Infectious disease specialist Dr. Michael Gardam says the data reflects a simple fact: “Our public health measures work” — for the flu and for COVID-19.
It’s not possible to know just how bad the pandemic would have been, but flu seasons can be compared from one year to the next, and it’s evident the measures undertaken made a big difference.
Over the previous six flu seasons, an average of 38,355 laboratory-confirmed influenza detections was identified by early March in Canada. This year, the number was 64. That’s in spite of the thousands of tests being conducted weekly, as they were in previous years. It’s an astonishing drop-off.
Dr. Gardam considers what the flu data tells us about the COVID pandemic. “It gives you a sense of what this past year could have looked like if we hadn’t taken those public health measures”
Gardam says some people have been quite vocal that the pandemic has not been so bad.
“It has not been as bad as it could have been, because we acted,” he argues. He says the mortality rate would have been much higher from COVID-19 without distancing, masks and other measures.
“Left uncontrolled, this would have been absolutely devastating to the world.”
Low flu cases yields lessons for pandemic: scientist
The drastic reduction in flu will make it more difficult to identify and predict which type of influenza to plan for with vaccines next year. But the benefits of educating the public are obvious, Detmer says. “There will be people that have a new respect for washing hands, for staying at distance … and (being) more cautious about spreading viruses to others.”
In particular, Detmer hopes we have learned to stay home when we are sick. She expects many of us will revert to our old habits, such as soldiering on with our work at the office when we feel under the weather.
“When you bring your viruses with you to work or to school, you’re sharing those with the community,” Detmer says. “I certainly hope that people will be more cautious about that going forward.”

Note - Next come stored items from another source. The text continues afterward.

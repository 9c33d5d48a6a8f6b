//! Rich query execution and result materialization.

use serde::Serialize;
use serde_json::value::RawValue;
use tracing::debug;

use balance_transfer_common::{ChaincodeError, Result};
use balance_transfer_ledger::{ScopedCursor, StateStore};

/// One element of a query response.
#[derive(Serialize)]
struct QueryResult<'a> {
    #[serde(rename = "Key")]
    key: &'a str,
    /// Stored record, embedded as-is.
    #[serde(rename = "Record")]
    record: &'a RawValue,
}

/// Serialize every entry of `cursor` into a JSON array of
/// `{"Key": <key>, "Record": <record>}` objects, in cursor order.
///
/// The cursor is released when this returns, whether it was fully consumed
/// or not.
pub fn build_query_response(cursor: ScopedCursor<'_>) -> Result<Vec<u8>> {
    let mut buffer = vec![b'['];
    let mut written = 0usize;

    for entry in cursor {
        let entry = entry?;
        let record: &RawValue = serde_json::from_slice(&entry.value)
            .map_err(|e| ChaincodeError::serialization(&entry.key, e))?;

        if written > 0 {
            buffer.push(b',');
        }
        serde_json::to_writer(
            &mut buffer,
            &QueryResult {
                key: &entry.key,
                record,
            },
        )
        .map_err(|e| ChaincodeError::serialization(&entry.key, e))?;
        written += 1;
    }

    buffer.push(b']');
    debug!(results = written, "Query response built");
    Ok(buffer)
}

/// Execute `query` against the store and return the serialized results.
pub fn query_result_for_query_string(stub: &dyn StateStore, query: &str) -> Result<Vec<u8>> {
    debug!(query = %query, "Executing rich query");
    let cursor = ScopedCursor::new(stub.get_query_result(query)?);
    build_query_response(cursor)
}
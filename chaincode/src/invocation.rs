//! Invocation requests in the platform CLI's `{"Args":[...]}` form.

use serde::{Deserialize, Serialize};

/// A function name plus its string arguments.
///
/// Serializes as `{"Args":["transfer","alice","bob","50"]}`: the first
/// element is the function name.
#[derive(Debug, Clone, PartialEq, Eq, Serialize, Deserialize)]
pub struct Invocation {
    #[serde(rename = "Args")]
    pub args: Vec<String>,
}

impl Invocation {
    /// Build an invocation from a function name and arguments.
    pub fn new<I, S>(function: &str, args: I) -> Self
    where
        I: IntoIterator<Item = S>,
        S: Into<String>,
    {
        let mut all = vec![function.to_string()];
        all.extend(args.into_iter().map(Into::into));
        Self { args: all }
    }

    /// Parse the `{"Args":[...]}` JSON form.
    pub fn parse(json: &str) -> serde_json::Result<Self> {
        serde_json::from_str(json)
    }

    /// Function name; empty if the argument list is empty.
    pub fn function_name(&self) -> &str {
        self.args.first().map(String::as_str).unwrap_or_default()
    }

    /// Arguments after the function name.
    pub fn params(&self) -> &[String] {
        self.args.get(1..).unwrap_or_default()
    }
}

Back on Toronto streets, Lynne Bowdrey is looking forward to the pandemic ending and isn’t quite sure what her habits will be in the future. “I’ll probably be wearing a mask for quite a while, even after being vaccinated.”
But she doesn’t want mask-wearing to become a regular part of life. She wants things to be normal again: “I’m looking forward to that, to not having to be paranoid.”
Mandy Tran is another person who hopes to cast aside her mask as soon as it’s safe to do so. She didn’t get the flu this year, either. She did get a flu shot, but other changes may have been just as important: she didn’t take public transit to work, wasn’t out in public as much, and was more diligent with hand sanitizer.
Tran believes she has learned from the experience. “It definitely just shows that being cautious … helps prevent other viruses as well.”
Ellen and Mike Barbieri, however, expect some of the habits they’ve acquired recently may outlast the pandemic.
“Maybe more of the elbow,” said Ellen, instead of shaking someone’s hands. And Mike thinks that in some settings, he’ll be more careful — “a little more aware of my distance and be washing my hands a little more often.”
There hasn’t been much health news to cheer over the last 12 months, but crushing the flu, at least for this winter, is one of the positive public health stories to emerge during the COVID-19 pandemic.